Hel is a Swedish Viking rock band, based in Eskilstuna, Södermanland, Sweden. The band's name is derived from the Norse goddess Hel.

== History ==
Hel formed in 1999 following the disintegration of Völund Smed, three of the Hel's five members having previously played in that band. A major change from Völund Smed's lineup was that Hel would feature two female vocalists, Malin Pettersson and Ulrica Pettersson. The first release of Hel's material was on the vikingarock compilation album, Carolus Rex IV. As a result of the compilation's commercial success, Hel was initially signed to vikingrock group Ultima Thule's label, Ultima Thule Records, but later formed their own label, Peanut Music AB.

The band toured internationally between 2001 and 2004, finally breaking up following the departure of violinist Cia Hedmark in 2004 to reform Völund Smed.

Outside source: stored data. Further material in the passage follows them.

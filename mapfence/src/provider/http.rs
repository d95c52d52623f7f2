//! HTTP client abstraction for testability

use std::future::Future;
use std::time::Duration;

use tracing::{debug, trace, warn};

use super::types::ProviderError;

/// Default request timeout in seconds.
pub const DEFAULT_HTTP_TIMEOUT_SECS: u64 = 10;

/// Default User-Agent. Nominatim's usage policy rejects anonymous clients.
pub const DEFAULT_USER_AGENT: &str = concat!("mapfence/", env!("CARGO_PKG_VERSION"));

/// Trait for asynchronous HTTP client operations.
///
/// Adapters are generic over this trait so tests can substitute a mock
/// without touching the network.
pub trait AsyncHttpClient: Send + Sync {
    /// Performs an async HTTP GET request.
    ///
    /// # Returns
    ///
    /// The response body as bytes or an error.
    fn get(&self, url: &str) -> impl Future<Output = Result<Vec<u8>, ProviderError>> + Send;

    /// Performs an async HTTP GET request with custom headers.
    ///
    /// # Arguments
    ///
    /// * `url` - The URL to request
    /// * `headers` - Slice of (header_name, header_value) tuples
    fn get_with_headers(
        &self,
        url: &str,
        headers: &[(&str, &str)],
    ) -> impl Future<Output = Result<Vec<u8>, ProviderError>> + Send;

    /// Performs an async HTTP POST request with a plain text body.
    fn post_text(
        &self,
        url: &str,
        body: &str,
    ) -> impl Future<Output = Result<Vec<u8>, ProviderError>> + Send;
}

/// Async HTTP client implementation using reqwest.
#[derive(Clone)]
pub struct AsyncReqwestClient {
    client: reqwest::Client,
}

impl AsyncReqwestClient {
    /// Creates a client with the default timeout and User-Agent.
    pub fn new() -> Result<Self, ProviderError> {
        Self::with_options(DEFAULT_HTTP_TIMEOUT_SECS, DEFAULT_USER_AGENT)
    }

    /// Creates a client with a custom timeout and User-Agent.
    pub fn with_options(timeout_secs: u64, user_agent: &str) -> Result<Self, ProviderError> {
        let client = reqwest::Client::builder()
            .timeout(Duration::from_secs(timeout_secs))
            .user_agent(user_agent)
            .pool_idle_timeout(Duration::from_secs(90))
            .tcp_keepalive(Duration::from_secs(30))
            .build()
            .map_err(|e| ProviderError::ClientBuild(e.to_string()))?;

        Ok(Self { client })
    }

    async fn read_body(url: &str, response: reqwest::Response) -> Result<Vec<u8>, ProviderError> {
        if !response.status().is_success() {
            warn!(
                url = url,
                status = response.status().as_u16(),
                "HTTP error status"
            );
            return Err(ProviderError::HttpError(format!(
                "HTTP {} from {}",
                response.status(),
                url
            )));
        }

        match response.bytes().await {
            Ok(bytes) => {
                trace!(url = url, bytes = bytes.len(), "HTTP response body read");
                Ok(bytes.to_vec())
            }
            Err(e) => {
                warn!(url = url, error = %e, "Failed to read response body");
                Err(ProviderError::HttpError(format!(
                    "Failed to read response: {}",
                    e
                )))
            }
        }
    }
}

impl AsyncHttpClient for AsyncReqwestClient {
    async fn get(&self, url: &str) -> Result<Vec<u8>, ProviderError> {
        self.get_with_headers(url, &[]).await
    }

    async fn get_with_headers(
        &self,
        url: &str,
        headers: &[(&str, &str)],
    ) -> Result<Vec<u8>, ProviderError> {
        trace!(url = url, "HTTP GET request starting");

        let mut request = self.client.get(url);
        for (name, value) in headers {
            request = request.header(*name, *value);
        }

        let response = match request.send().await {
            Ok(resp) => {
                debug!(
                    url = url,
                    status = resp.status().as_u16(),
                    "HTTP response received"
                );
                resp
            }
            Err(e) => {
                warn!(
                    url = url,
                    error = %e,
                    is_connect = e.is_connect(),
                    is_timeout = e.is_timeout(),
                    "HTTP request failed"
                );
                return Err(ProviderError::HttpError(format!("Request failed: {}", e)));
            }
        };

        Self::read_body(url, response).await
    }

    async fn post_text(&self, url: &str, body: &str) -> Result<Vec<u8>, ProviderError> {
        trace!(url = url, bytes = body.len(), "HTTP POST request starting");

        let response = self
            .client
            .post(url)
            .header("Content-Type", "text/plain; charset=utf-8")
            .body(body.to_string())
            .send()
            .await
            .map_err(|e| {
                warn!(url = url, error = %e, "HTTP POST failed");
                ProviderError::HttpError(format!("POST request failed: {}", e))
            })?;

        Self::read_body(url, response).await
    }
}

#[cfg(test)]
pub mod tests {
    use super::*;
    use std::sync::{Arc, Mutex};

    /// A request seen by [`MockAsyncHttpClient`].
    #[derive(Debug, Clone, PartialEq)]
    pub struct RecordedRequest {
        pub method: &'static str,
        pub url: String,
        pub body: Option<String>,
        pub headers: Vec<(String, String)>,
    }

    /// Mock async HTTP client that returns a fixed response and records requests.
    #[derive(Clone)]
    pub struct MockAsyncHttpClient {
        pub response: Result<Vec<u8>, ProviderError>,
        pub requests: Arc<Mutex<Vec<RecordedRequest>>>,
    }

    impl MockAsyncHttpClient {
        pub fn with_body(body: &str) -> Self {
            Self {
                response: Ok(body.as_bytes().to_vec()),
                requests: Arc::new(Mutex::new(Vec::new())),
            }
        }

        pub fn with_error(error: ProviderError) -> Self {
            Self {
                response: Err(error),
                requests: Arc::new(Mutex::new(Vec::new())),
            }
        }

        pub fn recorded(&self) -> Vec<RecordedRequest> {
            self.requests.lock().unwrap().clone()
        }

        fn record(
            &self,
            method: &'static str,
            url: &str,
            body: Option<&str>,
            headers: &[(&str, &str)],
        ) {
            self.requests.lock().unwrap().push(RecordedRequest {
                method,
                url: url.to_string(),
                body: body.map(str::to_string),
                headers: headers
                    .iter()
                    .map(|(k, v)| (k.to_string(), v.to_string()))
                    .collect(),
            });
        }
    }

    impl AsyncHttpClient for MockAsyncHttpClient {
        async fn get(&self, url: &str) -> Result<Vec<u8>, ProviderError> {
            self.record("GET", url, None, &[]);
            self.response.clone()
        }

        async fn get_with_headers(
            &self,
            url: &str,
            headers: &[(&str, &str)],
        ) -> Result<Vec<u8>, ProviderError> {
            self.record("GET", url, None, headers);
            self.response.clone()
        }

        async fn post_text(&self, url: &str, body: &str) -> Result<Vec<u8>, ProviderError> {
            self.record("POST", url, Some(body), &[]);
            self.response.clone()
        }
    }

    #[tokio::test]
    async fn test_mock_async_client_success() {
        let mock = MockAsyncHttpClient::with_body("[]");

        let result = mock.get("http://example.com").await;
        assert_eq!(result.unwrap(), b"[]".to_vec());
        assert_eq!(mock.recorded()[0].url, "http://example.com");
    }

    #[tokio::test]
    async fn test_mock_async_client_error() {
        let mock = MockAsyncHttpClient::with_error(ProviderError::HttpError("Test error".into()));

        let result = mock.post_text("http://example.com", "q").await;
        assert!(result.is_err());
        assert_eq!(mock.recorded()[0].body.as_deref(), Some("q"));
    }

    #[test]
    fn test_default_user_agent_names_crate() {
        assert!(DEFAULT_USER_AGENT.starts_with("mapfence/"));
    }

    #[test]
    fn test_client_builds() {
        assert!(AsyncReqwestClient::with_options(5, "test-agent").is_ok());
    }
}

In 2008, Malin Pettersson, Ulrica Pettersson, and Adde Norlin debuted a new band called Tales of Origin. Whereas Hel sang in Swedish, Tales of Origin sings in English. Their first album was titled "Through Virgin Eyes."

== Band members ==
- Ulrica Pettersson: vocals
- Malin Pettersson: vocals, guitar
- Esa Rosenström: guitar
- Piere Karlsson: drums
- Stefan Johansson: bass
- Adde Norlin: vocals, acoustic- & electric guitar, bass, cello, piano, accordion, flute
- Cia Hedmark: violin

== Discography ==
=== Studio albums ===
- Valkyriors dom (1999)
- Blodspår (2001)
- Bortglömda tid (2002)
- Det som varit ÄR (2003)

=== Appearances on compilation albums ===
- Carolus Rex IV (1999)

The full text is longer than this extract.